No description provided.

…nousCombi

Also changed the file to show relative error instead whatever wa sthere before

uncommented TIMING definition, for plots. Add modified test_manger that can handle any dimensions

…rtion to avoid segfault in case of multiple processes per group

…archized values

…th minimal number of hierarchizations and dehierarchizations

freifrauvonbleifrei · 2021-01-13T08:42:35Z

distributedcombigrid/src/sgpp/distributedcombigrid/task/Task.hpp

+  static MPI_Request *requestAsync;
+
+  /** SubspaceSized for Async Reduce*/
+  static std::vector<int> *subspaceSizes;


I feel like this should not be a static member of Task because it already exists in DistributedSparseGridUniform, and I think that this is where it should be.

As far as I know this is in task because the Sparse Grid gets destroyed frequently but this information should be constant over multiple combinations.

But this is just an optimization so that the sparse grid sizes do not need to be communicated again. For the request array I would need to investigate if it is necessary to be in task.

But one could also put the subspaceSizes as static member of the SparseGrid class I think...

Yes, you are right, we can leave it like this here. on third-level, subspacesDataSizes_ is introduced which makes this redundant.
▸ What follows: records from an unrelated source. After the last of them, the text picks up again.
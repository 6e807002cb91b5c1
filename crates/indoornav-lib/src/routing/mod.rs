//! Accessibility-aware routing over a [`SpatialGraph`].
//!
//! A [`Router`] combines the shared graph with one request's [`Settings`]
//! and a [`CostModel`]. Searches run in up to two attempts: a strict one in
//! which denied connection types and excluded connections are impassable,
//! then a relaxed one in which they are merely expensive. Physical
//! directionality and up-only/down-only policies hold in both attempts.

pub mod cost;

use std::fmt;

use serde::Serialize;
use tracing::{debug, warn};

use crate::db::{ConnectionType, LocationTarget, NodeId, SelectableLocation};
use crate::graph::{Connection, Edge, SpatialGraph, Travel};
use crate::path::{find_path, LegKind, SearchPath, Terminal};
use crate::position::UserPosition;
use crate::route::{Route, RouteLeg, RoutePoint};
use crate::settings::{Policy, Settings};

pub use cost::{CostModel, TypeProfile};

/// Warning attached to routes that had to use avoided connections.
pub const RELAXED_ROUTE_WARNING: &str =
    "This route contains connection types you wanted to avoid because otherwise no route would be possible.";

/// Kind of the temporary legs attaching a position to the graph.
const ATTACHMENT_KIND: LegKind = (ConnectionType::Plain, Travel::Level);

/// Origin or destination of a route request.
#[derive(Debug, Clone, PartialEq)]
pub enum Endpoint {
    Node(NodeId),
    /// Any entry node of the room may be used.
    Room(String),
    Position(UserPosition),
}

impl From<&SelectableLocation> for Endpoint {
    fn from(location: &SelectableLocation) -> Self {
        match &location.target {
            LocationTarget::Room(room) => Endpoint::Room(room.clone()),
            LocationTarget::Node(node) => Endpoint::Node(*node),
        }
    }
}

impl From<UserPosition> for Endpoint {
    fn from(position: UserPosition) -> Self {
        Endpoint::Position(position)
    }
}

impl fmt::Display for Endpoint {
    fn fmt(&self, f: &mut fmt::Formatter<'_>) -> fmt::Result {
        match self {
            Endpoint::Node(id) => write!(f, "node {id}"),
            Endpoint::Room(room) => write!(f, "room {room}"),
            Endpoint::Position(position) => write!(f, "position {}", position.name()),
        }
    }
}

/// Severity of a message produced while routing.
#[derive(Debug, Clone, Copy, PartialEq, Eq, Serialize)]
#[serde(rename_all = "lowercase")]
pub enum Severity {
    Info,
    Warn,
    Error,
}

impl fmt::Display for Severity {
    fn fmt(&self, f: &mut fmt::Formatter<'_>) -> fmt::Result {
        let value = match self {
            Severity::Info => "info",
            Severity::Warn => "warning",
            Severity::Error => "error",
        };
        f.write_str(value)
    }
}

/// User-facing message about a route request.
#[derive(Debug, Clone, PartialEq, Eq, Serialize)]
pub struct RouteMessage {
    pub severity: Severity,
    pub text: String,
}

impl RouteMessage {
    pub fn warn(text: impl Into<String>) -> Self {
        Self {
            severity: Severity::Warn,
            text: text.into(),
        }
    }

    pub fn error(text: impl Into<String>) -> Self {
        Self {
            severity: Severity::Error,
            text: text.into(),
        }
    }

    pub fn is_error(&self) -> bool {
        self.severity == Severity::Error
    }
}

/// Endpoint resolved to search terminals.
struct Resolved<'e> {
    endpoint: &'e Endpoint,
    terminals: Vec<Terminal>,
    attachment: Option<LegKind>,
}

/// Routes between endpoints of one graph under one request's settings.
#[derive(Debug, Clone)]
pub struct Router<'a> {
    graph: &'a SpatialGraph,
    settings: Settings,
    cost_model: CostModel,
}

impl<'a> Router<'a> {
    pub fn new(graph: &'a SpatialGraph, settings: Settings) -> Self {
        Self::with_cost_model(graph, settings, CostModel::default())
    }

    /// Use a custom cost table. An invalid table falls back to the default.
    pub fn with_cost_model(graph: &'a SpatialGraph, settings: Settings, cost_model: CostModel) -> Self {
        let cost_model = if cost_model.is_valid() {
            cost_model
        } else {
            warn!("ignoring cost model with non-positive speeds or negative costs");
            CostModel::default()
        };
        Self {
            graph,
            settings,
            cost_model,
        }
    }

    pub fn settings(&self) -> &Settings {
        &self.settings
    }

    pub fn cost_model(&self) -> &CostModel {
        &self.cost_model
    }

    /// Compute the cheapest route from `origin` to `destination`.
    ///
    /// Never fails: unknown or unroutable endpoints and unreachable
    /// destinations produce an error message and no route. A route that had
    /// to use avoided connections comes with a warning and is marked
    /// relaxed.
    pub fn get_route(
        &self,
        origin: &Endpoint,
        destination: &Endpoint,
    ) -> (Vec<RouteMessage>, Option<Route>) {
        let mut messages = Vec::new();

        let resolved = self
            .resolve(origin)
            .and_then(|from| self.resolve(destination).map(|to| (from, to)));
        let (from, to) = match resolved {
            Ok(pair) => pair,
            Err(text) => {
                messages.push(RouteMessage::error(text));
                return (messages, None);
            }
        };

        if let (Endpoint::Position(a), Endpoint::Position(b)) = (origin, destination) {
            if a.position() == b.position() {
                let route = Route::new(
                    vec![position_point(a)],
                    Vec::new(),
                    false,
                    0.0,
                    self.cost_model,
                )
                .with_titles(self.title(origin), self.title(destination));
                return (messages, Some(route));
            }
        }

        if let Some(path) = self.search(&from, &to, false) {
            debug!(
                cost = path.cost,
                distance = path.distance,
                hops = path.hops.len(),
                "found strict route"
            );
            return (messages, Some(self.build_route(&from, &to, &path, false)));
        }

        if self.has_avoidances() {
            if let Some(path) = self.search(&from, &to, true) {
                debug!(
                    cost = path.cost,
                    distance = path.distance,
                    hops = path.hops.len(),
                    "found relaxed route"
                );
                messages.push(RouteMessage::warn(RELAXED_ROUTE_WARNING));
                return (messages, Some(self.build_route(&from, &to, &path, true)));
            }
        }

        debug!(%origin, %destination, "no route");
        messages.push(RouteMessage::error(format!(
            "No route could be found from {origin} to {destination}."
        )));
        (messages, None)
    }

    fn resolve<'e>(&self, endpoint: &'e Endpoint) -> Result<Resolved<'e>, String> {
        let (terminals, attachment) = match endpoint {
            Endpoint::Node(id) => {
                let index = self
                    .graph
                    .node_index(*id)
                    .ok_or_else(|| format!("Unknown node {id}."))?;
                (vec![Terminal::at(index)], None)
            }
            Endpoint::Room(room) => {
                if self.graph.room(room).is_none() {
                    return Err(format!("Unknown room {room}."));
                }
                let terminals: Vec<Terminal> = self
                    .graph
                    .room_node_indices(room)
                    .into_iter()
                    .map(Terminal::at)
                    .collect();
                if terminals.is_empty() {
                    return Err(format!("Room {room} has no entry nodes."));
                }
                (terminals, None)
            }
            Endpoint::Position(position) => {
                if !position.is_connected() {
                    return Err(format!(
                        "Position {} is too far from any walkable path.",
                        position.name()
                    ));
                }
                let terminals = position
                    .edges()
                    .iter()
                    .map(|edge| Terminal {
                        node: edge.node_index,
                        cost: self
                            .cost_model
                            .traversal_cost(ConnectionType::Plain, edge.distance),
                        distance: edge.distance,
                    })
                    .collect();
                (terminals, Some(ATTACHMENT_KIND))
            }
        };
        Ok(Resolved {
            endpoint,
            terminals,
            attachment,
        })
    }

    fn search(&self, from: &Resolved<'_>, to: &Resolved<'_>, relaxed: bool) -> Option<SearchPath> {
        find_path(
            self.graph,
            &from.terminals,
            &to.terminals,
            from.attachment,
            to.attachment,
            |origin, edge| self.edge_cost(origin, edge, relaxed),
        )
    }

    /// Cost of walking `edge` away from `origin`, or `None` when impassable.
    fn edge_cost(&self, origin: usize, edge: &Edge, relaxed: bool) -> Option<f64> {
        if !self.graph.physically_traversable(origin, edge) {
            return None;
        }
        let connection = self.graph.connection_at(edge.connection);
        let travel = self.graph.travel(origin, edge);
        if !self.settings.policy_for(connection.ctype).permits_travel(travel) {
            return None;
        }
        if self.is_avoided(connection) {
            return relaxed.then(|| {
                self.cost_model
                    .relaxed_cost(connection.ctype, connection.distance)
            });
        }
        Some(
            self.cost_model
                .traversal_cost(connection.ctype, connection.distance),
        )
    }

    fn is_avoided(&self, connection: &Connection) -> bool {
        self.settings.policy_for(connection.ctype) == Policy::Deny
            || self.settings.is_excluded(&connection.id)
    }

    fn has_avoidances(&self) -> bool {
        !self.settings.excluded.is_empty()
            || ConnectionType::ALL
                .into_iter()
                .any(|ctype| self.settings.policy_for(ctype) == Policy::Deny)
    }

    fn build_route(
        &self,
        from: &Resolved<'_>,
        to: &Resolved<'_>,
        path: &SearchPath,
        relaxed: bool,
    ) -> Route {
        let mut points = Vec::with_capacity(path.hops.len() + 3);
        let mut legs = Vec::with_capacity(path.hops.len() + 2);

        if let Endpoint::Position(position) = from.endpoint {
            let distance = attachment_distance(&from.terminals, path.source);
            points.push(position_point(position));
            legs.push(attachment_leg(distance));
        }
        points.push(self.node_point(path.source));

        for hop in &path.hops {
            let connection = self.graph.connection_at(hop.edge.connection);
            legs.push(RouteLeg {
                connection: Some(connection.id.clone()),
                ctype: connection.ctype,
                travel: self.graph.travel(hop.from, &hop.edge),
                distance: connection.distance,
                avoided: self.is_avoided(connection),
            });
            points.push(self.node_point(hop.edge.target));
        }

        if let Endpoint::Position(position) = to.endpoint {
            let distance = attachment_distance(&to.terminals, path.exit);
            legs.push(attachment_leg(distance));
            points.push(position_point(position));
        }

        Route::new(points, legs, relaxed, path.cost, self.cost_model)
            .with_titles(self.title(from.endpoint), self.title(to.endpoint))
    }

    fn node_point(&self, index: usize) -> RoutePoint {
        let node = self.graph.node_at(index);
        RoutePoint::Node {
            id: node.id,
            level: node.level,
            x: node.point.x,
            y: node.point.y,
        }
    }

    fn title(&self, endpoint: &Endpoint) -> Option<String> {
        match endpoint {
            Endpoint::Node(_) => None,
            Endpoint::Room(room) => self.graph.room(room).map(|room| room.title.clone()),
            Endpoint::Position(position) => Some(position.title().to_string()),
        }
    }
}

fn position_point(position: &UserPosition) -> RoutePoint {
    let inner = position.position();
    RoutePoint::Position {
        level: inner.level,
        x: inner.x,
        y: inner.y,
        title: position.title().to_string(),
    }
}

fn attachment_leg(distance: f64) -> RouteLeg {
    RouteLeg {
        connection: None,
        ctype: ATTACHMENT_KIND.0,
        travel: ATTACHMENT_KIND.1,
        distance,
        avoided: false,
    }
}

/// Distance of the cheapest attachment to `node`; terminals are sorted nearest first.
fn attachment_distance(terminals: &[Terminal], node: usize) -> f64 {
    terminals
        .iter()
        .find(|terminal| terminal.node == node)
        .map(|terminal| terminal.distance)
        .unwrap_or_default()
}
I had not noticed that it wasn't on master.

freifrauvonbleifrei · 2021-01-13T08:49:47Z

I am just investigating a merge into https://github.com/SGpp/DisCoTec/tree/third-level , but seems that -- unsurprisingly -- some of the distributed sparse grid data management has changed for the widely distributed combination technique.

This is why I thought it was the right time to leave a comment on the (in my opinion unneccessary) member Task::subspaceSizes .

Quoting @mhurler123 in case he has an opinion on that ;)

freifrauvonbleifrei · 2021-01-13T09:14:13Z

distributedcombigrid/src/sgpp/distributedcombigrid/manager/ProcessGroupWorker.cpp

+
+  Stats::startEvent("combine global reduce init");
+
+  Task::bufAsync = new std::vector<CombiDataType>[numGrids];


memory leak?

This could be the case. We could add a delete before. Or switch to smart pointers.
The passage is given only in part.